Too Much Information, Not Enough Common Sense

A new Oklahoma law will require the details of every abortion to be posted on a public website.
Mothers -- or would-be mothers, rather -- will be prompted to answer 37 questions that range from her marital status and race to how many times she's ever been pregnant. One question asks for the woman's reason to abort, offering "relationship problems" as a possible check-off box, and it's difficult to ignore the judgmental and disapproving tone.

The website, which will cost $200,000 per year to implement, is intended to prevent or decrease the number of abortions in Oklahoma, but the bill has already raised considerable debate, attracting opposition from the Center For Reproductive Rights and former Oklahoma Representative Wanda Jo Stapleton, among others. This questionnaire not only forces doctors into an uncomfortable predicament -- failure to disclose this information would result in "criminal sanctions and loss of medical license," as Salon's Lynn Harris reports -- but, put simply, it shames women. "They're really just trying to frighten women out of having abortions," Kery Parks, director of external affairs at Planned Parenthood of Central Oklahoma, told Harris. Indeed, in a small town, probing details would easily identify the woman with a proverbial scarlet A.

Sensitivity issues aside, this possible law poses a question about the extent to which transparency works in today's information-saturated society, where the line between reasonable alerts and public shaming has increasingly blurred. The latter is nothing new, with historical roots in the mark of Cain, Jesus's crucifixion, Nathaniel Hawthorne's The Scarlet Letter and the Nazis' yellow stars during the Holocaust -- quite the range right there.

More contemporary examples include a theft defendant in Michigan who was ordered by
a judge to bear the words "Daddy, don't steal" on his arm, and convicted shoplifters who were sentenced to wear neon green t-shirt with the phrase "I'm a thief" while performing community service in Ohio.

Sometimes, transparency makes complete sense, like when a medical professor promotes a specific drug and simultaneously sits on the board of its distributor. Harvard Law Professor Lawrence Lessig discusses transparency's merits in The New Republic:

In particular, management transparency, which is designed to make the performance of government agencies more measurable, will radically improve how government works. And making government data available for others to build upon has historically produced enormous value -- from weather data, which produces more than $800 billion in economic value to the United States, to GPS data, liberated originally by Ronald Reagan, which now allows cell phones to instantly report (among other essential facts) whether Peets or Starbucks is closer.

But Lessig's piece focuses more on the questionable uses of transparency, arguing that the good intentions do not always yield good results. Consider an editorial recently published in the New York Times about sex offender registries:

Meanwhile, an attempt to create a national registry -- part of the Adam Walsh Child Protection and Safety Act passed in 2006 -- has faltered badly. States fretting about the costs and legal complications all missed the deadline to comply, which was then extended to July 2010. They worry that the registry would create an overwhelming monitoring burden and that it uses crude means of assessing the likelihood that offenders might repeat their crimes.
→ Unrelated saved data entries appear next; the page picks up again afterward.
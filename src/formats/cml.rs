//! Reaction records from the USPTO CML patent extracts.

use std::fs;
use std::path::{Path, PathBuf};

use quick_xml::events::Event;
use quick_xml::name::{Namespace, ResolveResult};
use quick_xml::reader::NsReader;

use crate::error::DataSourceError;
use crate::formats::map_files;
use crate::fs_util::walk_files;
use crate::table::Table;

pub const PATENT_NAMESPACE: &[u8] = b"http://bitbucket.org/dan2097";

pub const COLUMNS: [&str; 6] = [
    "year",
    "document_id",
    "paragraph_number",
    "heading_text",
    "paragraph_text",
    "reaction_smiles",
];

const SOURCE_FIELDS: [&str; 4] = ["documentId", "paragraphNum", "headingText", "paragraphText"];

#[derive(Debug, Default, Clone, PartialEq, Eq)]
pub struct CmlReaction {
    pub document_id: Option<String>,
    pub paragraph_number: Option<String>,
    pub heading_text: Option<String>,
    pub paragraph_text: Option<String>,
    pub reaction_smiles: Option<String>,
}

impl CmlReaction {
    fn slot(&mut self, field: Field) -> &mut Option<String> {
        match field {
            Field::Source(0) => &mut self.document_id,
            Field::Source(1) => &mut self.paragraph_number,
            Field::Source(2) => &mut self.heading_text,
            Field::Source(_) => &mut self.paragraph_text,
            Field::ReactionSmiles => &mut self.reaction_smiles,
        }
    }
}

#[derive(Debug, Clone, Copy, PartialEq, Eq)]
enum Field {
    Source(usize),
    ReactionSmiles,
}

/// Text of the element being read. Like ElementTree's `.text`, it stops
/// at the first child element.
#[derive(Debug)]
struct Capture {
    field: Field,
    depth: usize,
    text: String,
    sealed: bool,
}

#[derive(Debug, Clone)]
struct Element {
    patent: bool,
    local: String,
}

/// Parses every child of the document root as one reaction. Fields come from
/// `dl:source/dl:*` and `dl:reactionSmiles`; the first occurrence wins.
pub fn parse_reactions(text: &str) -> Result<Vec<CmlReaction>, DataSourceError> {
    let mut reader = NsReader::from_str(text);
    let mut stack: Vec<Element> = Vec::new();
    let mut reactions = Vec::new();
    let mut current: Option<CmlReaction> = None;
    let mut capture: Option<Capture> = None;

    loop {
        let (resolved, event) = reader
            .read_resolved_event()
            .map_err(|err| DataSourceError::Xml(err.to_string()))?;
        match event {
            Event::Start(start) => {
                if let Some(open) = capture.as_mut() {
                    open.sealed = true;
                }
                stack.push(Element {
                    patent: matches!(resolved, ResolveResult::Bound(Namespace(ns)) if ns == PATENT_NAMESPACE),
                    local: String::from_utf8_lossy(start.local_name().as_ref()).into_owned(),
                });
                if stack.len() == 2 {
                    current = Some(CmlReaction::default());
                }
                if capture.is_none() {
                    let field = field_at(&stack);
                    if let (Some(field), Some(reaction)) = (field, current.as_mut()) {
                        if reaction.slot(field).is_none() {
                            capture = Some(Capture {
                                field,
                                depth: stack.len(),
                                text: String::new(),
                                sealed: false,
                            });
                        }
                    }
                }
            }
            Event::Empty(_) => {
                if let Some(open) = capture.as_mut() {
                    open.sealed = true;
                }
                if stack.len() == 1 {
                    reactions.push(CmlReaction::default());
                }
            }
            Event::Text(text) => {
                if let Some(open) = capture.as_mut().filter(|open| !open.sealed) {
                    let value = text
                        .unescape()
                        .map_err(|err| DataSourceError::Xml(err.to_string()))?;
                    open.text.push_str(&value);
                }
            }
            Event::CData(data) => {
                if let Some(open) = capture.as_mut().filter(|open| !open.sealed) {
                    open.text.push_str(&String::from_utf8_lossy(&data.into_inner()));
                }
            }
            Event::End(_) => {
                if capture.as_ref().is_some_and(|open| open.depth == stack.len()) {
                    if let (Some(done), Some(reaction)) = (capture.take(), current.as_mut()) {
                        *reaction.slot(done.field) = Some(done.text);
                    }
                }
                if stack.len() == 2 {
                    if let Some(reaction) = current.take() {
                        reactions.push(reaction);
                    }
                }
                stack.pop();
            }
            Event::Eof => break,
            _ => {}
        }
    }
    Ok(reactions)
}

fn field_at(stack: &[Element]) -> Option<Field> {
    match stack {
        [_, _, smiles] if smiles.patent && smiles.local == "reactionSmiles" => Some(Field::ReactionSmiles),
        [_, _, source, field] if source.patent && source.local == "source" && field.patent => SOURCE_FIELDS
            .iter()
            .position(|name| *name == field.local)
            .map(Field::Source),
        _ => None,
    }
}

/// The year of a file is the name of the directory holding it.
pub fn year_of(path: &Path) -> String {
    path.parent()
        .and_then(Path::file_name)
        .map(|name| name.to_string_lossy().into_owned())
        .unwrap_or_default()
}

pub fn file_rows(path: &Path) -> Result<Vec<Vec<String>>, DataSourceError> {
    let bytes = fs::read(path)
        .map_err(|err| DataSourceError::Filesystem(format!("{}: {err}", path.display())))?;
    let text = String::from_utf8_lossy(&bytes);
    let year = year_of(path);
    let reactions = parse_reactions(&text)
        .map_err(|err| DataSourceError::Xml(format!("{}: {err}", path.display())))?;
    Ok(reactions
        .into_iter()
        .map(|reaction| {
            vec![
                year.clone(),
                reaction.document_id.unwrap_or_default(),
                reaction.paragraph_number.unwrap_or_default(),
                reaction.heading_text.unwrap_or_default(),
                reaction.paragraph_text.unwrap_or_default(),
                reaction.reaction_smiles.unwrap_or_default(),
            ]
        })
        .collect())
}

/// Parses every `*.xml` under `roots` on `workers` threads.
pub fn read_roots(roots: &[PathBuf], workers: usize) -> Result<Table, DataSourceError> {
    let mut files = Vec::new();
    for root in roots {
        files.extend(walk_files(root, ".xml")?);
    }
    let mut table = Table::new(COLUMNS);
    for rows in map_files(&files, workers, file_rows)? {
        for row in rows? {
            table.push_row(row);
        }
    }
    Ok(table)
}

#[cfg(test)]
mod tests {
    use super::*;

    const DOCUMENT: &str = r#"<?xml version="1.0" encoding="UTF-8"?>
<reactionList xmlns="http://www.xml-cml.org/schema" xmlns:dl="http://bitbucket.org/dan2097">
  <reaction>
    <dl:source>
      <dl:documentId>US03930836</dl:documentId>
      <dl:headingText>Example 1</dl:headingText>
      <dl:paragraphNum>0012</dl:paragraphNum>
      <dl:paragraphText>A &amp; B were <i>mixed</i>.</dl:paragraphText>
    </dl:source>
    <dl:reactionSmiles>CC.O&gt;&gt;CCO</dl:reactionSmiles>
    <productList><product><dl:reactionSmiles>ignored</dl:reactionSmiles></product></productList>
  </reaction>
  <reaction>
    <source><documentId>not-namespaced</documentId></source>
  </reaction>
</reactionList>
"#;

    #[test]
    fn reads_namespaced_source_fields() {
        let reactions = parse_reactions(DOCUMENT).unwrap();
        assert_eq!(reactions.len(), 2);
        let first = &reactions[0];
        assert_eq!(first.document_id.as_deref(), Some("US03930836"));
        assert_eq!(first.paragraph_number.as_deref(), Some("0012"));
        assert_eq!(first.heading_text.as_deref(), Some("Example 1"));
        assert_eq!(first.paragraph_text.as_deref(), Some("A & B were "));
        assert_eq!(first.reaction_smiles.as_deref(), Some("CC.O>>CCO"));
        assert_eq!(reactions[1], CmlReaction::default());
    }

    #[test]
    fn year_comes_from_parent_directory() {
        let dir = tempfile::tempdir().unwrap();
        let year_dir = dir.path().join("grants").join("1976");
        std::fs::create_dir_all(&year_dir).unwrap();
        std::fs::write(year_dir.join("pftaps19760106_wk01.xml"), DOCUMENT).unwrap();

        let table = read_roots(&[dir.path().join("grants"), dir.path().join("applications")], 2).unwrap();
        assert_eq!(table.len(), 2);
        assert_eq!(table.rows()[0][0], "1976");
        assert_eq!(table.rows()[0][5], "CC.O>>CCO");
        assert_eq!(table.rows()[1][1], "");
    }
}
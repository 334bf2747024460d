use crate::domain::{DataSourceId, VersionCatalog};
use crate::error::DataSourceError;
use crate::recipe::{Fetch, FormatSpec, PostStep, Recipe, TableInput};
use crate::table::ReadOptions;
use crate::transfer::Transfer;

use super::{DataSource, catalog, doi, zenodo_doi};

pub(crate) const RETRO_TRANSFORM_DB: &str = "v_retro_transform_db_by_20180421_avramova_s_et_al";
pub(crate) const DINGOS: &str = "v_dingos_by_20190701_button_a_et_al";

#[derive(Debug, Clone, Copy, Default)]
pub struct ReactionRuleMiscellaneous;

impl DataSource for ReactionRuleMiscellaneous {
    fn id(&self) -> DataSourceId {
        DataSourceId::MiscellaneousReactionRule
    }

    fn supported_versions(&self, _transfer: &dyn Transfer) -> Result<VersionCatalog, DataSourceError> {
        Ok(catalog(&[
            (RETRO_TRANSFORM_DB, zenodo_doi("1209312")),
            (DINGOS, doi("10.24433/CO.6930970.v1")),
        ]))
    }

    fn recipe(&self, version: &str) -> Option<Recipe> {
        match version {
            RETRO_TRANSFORM_DB => Some(retro_transform_db_recipe()),
            DINGOS => Some(dingos_recipe()),
            _ => None,
        }
    }
}

/// Tab separated rule table; blank lines dropped and `ID` kept integral.
pub(crate) fn retro_transform_db_recipe() -> Recipe {
    Recipe::new(
        RETRO_TRANSFORM_DB,
        vec![Fetch::named("https://zenodo.org/records/1209313/files/RetroTransformDB-v-1-0.txt")],
        FormatSpec::Tables {
            inputs: vec![TableInput::new("RetroTransformDB-v-1-0.txt", ReadOptions::tsv())],
            provenance: None,
            rename: Vec::new(),
            post: vec![PostStep::DropEmptyRows, PostStep::IntegerColumn("ID")],
        },
    )
}

pub(crate) fn dingos_recipe() -> Recipe {
    Recipe::new(
        DINGOS,
        vec![Fetch::named(
            "https://raw.githubusercontent.com/neo-chem-synth-wave/data-source/main/data/reaction_rule/miscellaneous_v_dingos_by_20190701_button_a_et_al/rxn_set.txt",
        )],
        FormatSpec::Tables {
            inputs: vec![TableInput::new("rxn_set.txt", ReadOptions::delimited(b'|').no_header())],
            provenance: None,
            rename: vec![
                ("0", "reaction_name"),
                ("1", "reaction_smarts"),
                ("2", "reaction_label"),
            ],
            post: Vec::new(),
        },
    )
}
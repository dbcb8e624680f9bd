use std::str::FromStr;

use crate::core::{Feature, FeatureMap};
use crate::error::{FeatureError, Result};

/// Cursor over a description record for use inside factories.
///
/// Positions 0 and 1 are the id and type tag; reading starts right after
/// them. Every token is trimmed before use.
pub struct DescriptionReader<'a> {
    tokens: &'a [String],
    features: &'a FeatureMap,
    position: usize,
}

impl<'a> DescriptionReader<'a> {
    pub fn new(tokens: &'a [String], features: &'a FeatureMap) -> Result<Self> {
        if tokens.len() < 2 {
            return Err(FeatureError::range(format!(
                "description needs at least an id and a type, got {} token(s)",
                tokens.len()
            )));
        }
        Ok(Self {
            tokens,
            features,
            position: 2,
        })
    }

    pub fn id(&self) -> &'a str {
        self.tokens[0].trim()
    }

    pub fn type_tag(&self) -> &'a str {
        self.tokens[1].trim()
    }

    pub fn remaining(&self) -> usize {
        self.tokens.len() - self.position
    }

    fn next_token(&mut self, what: &str) -> Result<&'a str> {
        let token = self.tokens.get(self.position).ok_or_else(|| {
            FeatureError::range(format!(
                "{} '{}': missing {} at position {}",
                self.type_tag(),
                self.id(),
                what,
                self.position
            ))
        })?;
        self.position += 1;
        Ok(token.trim())
    }

    /// Resolves the next token as the id of an already-built node.
    pub fn input(&mut self) -> Result<Feature> {
        let input_id = self.next_token("input id")?;
        self.features.get(input_id).cloned().ok_or_else(|| {
            FeatureError::range(format!(
                "{} '{}': unknown input '{}'",
                self.type_tag(),
                self.id(),
                input_id
            ))
        })
    }

    /// Resolves every remaining token as an input id.
    pub fn remaining_inputs(&mut self) -> Result<Vec<Feature>> {
        let mut inputs = Vec::with_capacity(self.remaining());
        while self.remaining() > 0 {
            inputs.push(self.input()?);
        }
        Ok(inputs)
    }

    /// Parses the next token as a type-specific field.
    pub fn field<T: FromStr>(&mut self, name: &str) -> Result<T> {
        let token = self.next_token(name)?;
        token.parse().map_err(|_| {
            FeatureError::range(format!(
                "{} '{}': invalid {} '{}'",
                self.type_tag(),
                self.id(),
                name,
                token
            ))
        })
    }

    /// Fails if tokens are left over.
    pub fn finish(self) -> Result<()> {
        if self.remaining() > 0 {
            return Err(FeatureError::range(format!(
                "{} '{}': {} unexpected trailing token(s)",
                self.type_tag(),
                self.id(),
                self.remaining()
            )));
        }
        Ok(())
    }
}

#[cfg(test)]
mod tests {
    use super::*;
    use crate::features::Input;

    fn tokens(fields: &[&str]) -> Vec<String> {
        fields.iter().map(|s| s.to_string()).collect()
    }

    #[test]
    fn reads_inputs_and_fields_in_order() {
        let mut features = FeatureMap::new();
        let input = Feature::with_id("raw", Input::new(3), vec![]).unwrap();
        features.insert("raw".to_string(), input.clone());

        let record = tokens(&[" s1 ", " Select", "raw ", "1", "2"]);
        let mut reader = DescriptionReader::new(&record, &features).unwrap();

        assert_eq!(reader.id(), "s1");
        assert_eq!(reader.type_tag(), "Select");
        assert!(reader.input().unwrap().ptr_eq(&input));
        assert_eq!(reader.field::<usize>("start").unwrap(), 1);
        assert_eq!(reader.field::<usize>("len").unwrap(), 2);
        reader.finish().unwrap();
    }

    #[test]
    fn unknown_input_is_a_range_error() {
        let features = FeatureMap::new();
        let record = tokens(&["m", "Magnitude", "nowhere"]);
        let mut reader = DescriptionReader::new(&record, &features).unwrap();

        let err = reader.input().unwrap_err();
        assert!(matches!(err, FeatureError::Range(ref msg) if msg.contains("nowhere")));
    }

    #[test]
    fn missing_and_malformed_fields_are_range_errors() {
        let features = FeatureMap::new();
        let record = tokens(&["i", "Input", "abc"]);
        let mut reader = DescriptionReader::new(&record, &features).unwrap();
        assert!(matches!(
            reader.field::<usize>("dimension"),
            Err(FeatureError::Range(_))
        ));
        assert!(matches!(
            reader.field::<usize>("dimension"),
            Err(FeatureError::Range(_))
        ));
    }

    #[test]
    fn trailing_tokens_are_rejected() {
        let features = FeatureMap::new();
        let record = tokens(&["i", "Input", "3", "extra"]);
        let mut reader = DescriptionReader::new(&record, &features).unwrap();
        reader.field::<usize>("dimension").unwrap();
        assert!(reader.finish().is_err());
    }
}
The list of offenders is so large as to be almost useless. It is supposed to include not only rapists and kidnappers but also flashers and teenagers who had consensual sex.

The Offender Locator iPhone application is among Apple's top-selling features, but is it creating more harm than protection? In many ways, as these sorts of disclosures, literally available at our fingertips, spiral out of control, and everyone can find out everyone else's business in the virtual community created by the Internet, we seem to be returning to the dangerous age that Hawthrone described. Oklahoma legislators, take note: "Sunlight may well be a great disinfectant," Lessig says, "But as anyone who has ever waded through a swamp knows, it has other effects as well."